### Recorded data
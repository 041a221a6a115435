use serde::Serialize;

#[derive(Clone, Copy, Debug, Default, Eq, PartialEq, Hash, Serialize)]
#[serde(rename_all = "snake_case")]
pub enum Sorting {
    #[default]
    Top,
    New,
    Recent,
}

impl Sorting {
    pub const ALL: [Self; 3] = [Self::Top, Self::New, Self::Recent];

    pub fn as_str(self) -> &'static str {
        match self {
            Self::Top => "top",
            Self::New => "new",
            Self::Recent => "recent",
        }
    }

    pub fn label(self) -> &'static str {
        match self {
            Self::Top => "Top",
            Self::New => "New",
            Self::Recent => "Recent",
        }
    }
}

#[derive(Clone, Copy, Debug, Default, Eq, PartialEq, Hash, Serialize)]
#[serde(rename_all = "snake_case")]
pub enum Range {
    Last24Hours,
    #[default]
    Last7Days,
    Last30Days,
    Last6Months,
}

impl Range {
    pub const ALL: [Self; 4] = [
        Self::Last24Hours,
        Self::Last7Days,
        Self::Last30Days,
        Self::Last6Months,
    ];

    pub fn as_str(self) -> &'static str {
        match self {
            Self::Last24Hours => "24h",
            Self::Last7Days => "7d",
            Self::Last30Days => "30d",
            Self::Last6Months => "6mo",
        }
    }

    pub fn label(self) -> &'static str {
        match self {
            Self::Last24Hours => "24 hours",
            Self::Last7Days => "7 days",
            Self::Last30Days => "30 days",
            Self::Last6Months => "6 months",
        }
    }
}

#[derive(Clone, Copy, Debug, Default, Eq, PartialEq, Hash, Serialize)]
#[serde(rename_all = "snake_case")]
pub enum Interval {
    #[default]
    Daily,
    Monthly,
    Yearly,
}

impl Interval {
    pub const ALL: [Self; 3] = [Self::Daily, Self::Monthly, Self::Yearly];

    pub fn as_str(self) -> &'static str {
        match self {
            Self::Daily => "daily",
            Self::Monthly => "monthly",
            Self::Yearly => "yearly",
        }
    }

    pub fn label(self) -> &'static str {
        match self {
            Self::Daily => "Daily",
            Self::Monthly => "Monthly",
            Self::Yearly => "Yearly",
        }
    }
}

#[derive(Clone, Copy, Debug, Default, Eq, PartialEq, Hash, Serialize)]
#[serde(rename_all = "snake_case")]
pub enum ViewsType {
    #[default]
    Unique,
    Total,
}

impl ViewsType {
    pub const ALL: [Self; 2] = [Self::Unique, Self::Total];

    pub fn as_str(self) -> &'static str {
        match self {
            Self::Unique => "unique",
            Self::Total => "total",
        }
    }

    pub fn label(self) -> &'static str {
        match self {
            Self::Unique => "Unique",
            Self::Total => "Total",
        }
    }
}

#[derive(Clone, Copy, Debug, Default, Eq, PartialEq, Hash, Serialize)]
#[serde(rename_all = "snake_case")]
pub enum ReferrersType {
    #[default]
    WithSource,
    NoSource,
    OnlySource,
}

impl ReferrersType {
    pub const ALL: [Self; 3] = [Self::WithSource, Self::NoSource, Self::OnlySource];

    pub fn as_str(self) -> &'static str {
        match self {
            Self::WithSource => "with_source",
            Self::NoSource => "no_source",
            Self::OnlySource => "only_source",
        }
    }

    pub fn label(self) -> &'static str {
        match self {
            Self::WithSource => "Combined",
            Self::NoSource => "Referrers",
            Self::OnlySource => "Sources",
        }
    }
}

#[derive(Clone, Copy, Debug, Default, Eq, PartialEq, Hash, Serialize)]
#[serde(rename_all = "snake_case")]
pub enum SystemsType {
    WithVersion,
    #[default]
    NoVersion,
}

impl SystemsType {
    pub const ALL: [Self; 2] = [Self::WithVersion, Self::NoVersion];

    pub fn as_str(self) -> &'static str {
        match self {
            Self::WithVersion => "with_version",
            Self::NoVersion => "no_version",
        }
    }
}

#[derive(Clone, Copy, Debug, Default, Eq, PartialEq, Hash, Serialize)]
#[serde(rename_all = "snake_case")]
pub enum DevicesType {
    WithModel,
    #[default]
    NoModel,
}

impl DevicesType {
    pub const ALL: [Self; 2] = [Self::WithModel, Self::NoModel];

    pub fn as_str(self) -> &'static str {
        match self {
            Self::WithModel => "with_model",
            Self::NoModel => "no_model",
        }
    }
}

#[derive(Clone, Copy, Debug, Default, Eq, PartialEq, Hash, Serialize)]
#[serde(rename_all = "snake_case")]
pub enum BrowsersType {
    WithVersion,
    #[default]
    NoVersion,
}

impl BrowsersType {
    pub const ALL: [Self; 2] = [Self::WithVersion, Self::NoVersion];

    pub fn as_str(self) -> &'static str {
        match self {
            Self::WithVersion => "with_version",
            Self::NoVersion => "no_version",
        }
    }
}

#[derive(Clone, Copy, Debug, Default, Eq, PartialEq, Hash, Serialize)]
#[serde(rename_all = "snake_case")]
pub enum SizesType {
    #[default]
    BrowserResolution,
    BrowserWidth,
    BrowserHeight,
    ScreenResolution,
    ScreenWidth,
    ScreenHeight,
}

impl SizesType {
    pub const ALL: [Self; 6] = [
        Self::BrowserResolution,
        Self::BrowserWidth,
        Self::BrowserHeight,
        Self::ScreenResolution,
        Self::ScreenWidth,
        Self::ScreenHeight,
    ];

    pub fn as_str(self) -> &'static str {
        match self {
            Self::BrowserResolution => "browser_resolution",
            Self::BrowserWidth => "browser_width",
            Self::BrowserHeight => "browser_height",
            Self::ScreenResolution => "screen_resolution",
            Self::ScreenWidth => "screen_width",
            Self::ScreenHeight => "screen_height",
        }
    }

    pub fn label(self) -> &'static str {
        match self {
            Self::BrowserResolution => "Browser sizes",
            Self::BrowserWidth => "Browser widths",
            Self::BrowserHeight => "Browser heights",
            Self::ScreenResolution => "Screen sizes",
            Self::ScreenWidth => "Screen widths",
            Self::ScreenHeight => "Screen heights",
        }
    }
}

/// Snapshot of every filter dimension. Each field always holds exactly one value.
#[derive(Clone, Copy, Debug, Default, Eq, PartialEq, Serialize)]
pub struct FilterState {
    pub sorting: Sorting,
    pub range: Range,
    pub interval: Interval,
    pub views_type: ViewsType,
    pub referrers_type: ReferrersType,
    pub systems_type: SystemsType,
    pub devices_type: DevicesType,
    pub browsers_type: BrowsersType,
    pub sizes_type: SizesType,
}

/// One setter per dimension. Implemented by whoever owns the `FilterState`.
pub trait FilterSetters {
    fn set_sorting(&mut self, value: Sorting);
    fn set_range(&mut self, value: Range);
    fn set_interval(&mut self, value: Interval);
    fn set_views_type(&mut self, value: ViewsType);
    fn set_referrers_type(&mut self, value: ReferrersType);
    fn set_systems_type(&mut self, value: SystemsType);
    fn set_devices_type(&mut self, value: DevicesType);
    fn set_browsers_type(&mut self, value: BrowsersType);
    fn set_sizes_type(&mut self, value: SizesType);
}

/// A setter call bound to its argument: what a menu option does when picked.
#[derive(Clone, Copy, Debug, Eq, PartialEq, Serialize)]
#[serde(tag = "dimension", content = "value", rename_all = "snake_case")]
pub enum FilterChange {
    Sorting(Sorting),
    Range(Range),
    Interval(Interval),
    ViewsType(ViewsType),
    ReferrersType(ReferrersType),
    SystemsType(SystemsType),
    DevicesType(DevicesType),
    BrowsersType(BrowsersType),
    SizesType(SizesType),
}

impl FilterChange {
    pub fn dispatch<S: FilterSetters + ?Sized>(self, setters: &mut S) {
        match self {
            Self::Sorting(value) => setters.set_sorting(value),
            Self::Range(value) => setters.set_range(value),
            Self::Interval(value) => setters.set_interval(value),
            Self::ViewsType(value) => setters.set_views_type(value),
            Self::ReferrersType(value) => setters.set_referrers_type(value),
            Self::SystemsType(value) => setters.set_systems_type(value),
            Self::DevicesType(value) => setters.set_devices_type(value),
            Self::BrowsersType(value) => setters.set_browsers_type(value),
            Self::SizesType(value) => setters.set_sizes_type(value),
        }
    }

    /// Whether `state` already holds the value this change would set.
    pub fn is_current(self, state: &FilterState) -> bool {
        match self {
            Self::Sorting(value) => state.sorting == value,
            Self::Range(value) => state.range == value,
            Self::Interval(value) => state.interval == value,
            Self::ViewsType(value) => state.views_type == value,
            Self::ReferrersType(value) => state.referrers_type == value,
            Self::SystemsType(value) => state.systems_type == value,
            Self::DevicesType(value) => state.devices_type == value,
            Self::BrowsersType(value) => state.browsers_type == value,
            Self::SizesType(value) => state.sizes_type == value,
        }
    }
}

impl FilterSetters for FilterState {
    fn set_sorting(&mut self, value: Sorting) {
        self.sorting = value;
    }

    fn set_range(&mut self, value: Range) {
        self.range = value;
    }

    fn set_interval(&mut self, value: Interval) {
        self.interval = value;
    }

    fn set_views_type(&mut self, value: ViewsType) {
        self.views_type = value;
    }

    fn set_referrers_type(&mut self, value: ReferrersType) {
        self.referrers_type = value;
    }

    fn set_systems_type(&mut self, value: SystemsType) {
        self.systems_type = value;
    }

    fn set_devices_type(&mut self, value: DevicesType) {
        self.devices_type = value;
    }

    fn set_browsers_type(&mut self, value: BrowsersType) {
        self.browsers_type = value;
    }

    fn set_sizes_type(&mut self, value: SizesType) {
        self.sizes_type = value;
    }
}

pub fn parse_sorting(value: &str) -> Option<Sorting> {
    Sorting::ALL.into_iter().find(|item| item.as_str() == value)
}

pub fn parse_range(value: &str) -> Option<Range> {
    Range::ALL.into_iter().find(|item| item.as_str() == value)
}

pub fn parse_interval(value: &str) -> Option<Interval> {
    Interval::ALL.into_iter().find(|item| item.as_str() == value)
}

pub fn parse_views_type(value: &str) -> Option<ViewsType> {
    ViewsType::ALL.into_iter().find(|item| item.as_str() == value)
}

pub fn parse_referrers_type(value: &str) -> Option<ReferrersType> {
    ReferrersType::ALL.into_iter().find(|item| item.as_str() == value)
}

pub fn parse_systems_type(value: &str) -> Option<SystemsType> {
    SystemsType::ALL.into_iter().find(|item| item.as_str() == value)
}

pub fn parse_devices_type(value: &str) -> Option<DevicesType> {
    DevicesType::ALL.into_iter().find(|item| item.as_str() == value)
}

pub fn parse_browsers_type(value: &str) -> Option<BrowsersType> {
    BrowsersType::ALL.into_iter().find(|item| item.as_str() == value)
}

pub fn parse_sizes_type(value: &str) -> Option<SizesType> {
    SizesType::ALL.into_iter().find(|item| item.as_str() == value)
}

### Assigned task
Copy every line above that includes the string "BrowserHeight".

### Exercise result
    BrowserHeight,
        Self::BrowserHeight,
            Self::BrowserHeight => "browser_height",
            Self::BrowserHeight => "Browser heights",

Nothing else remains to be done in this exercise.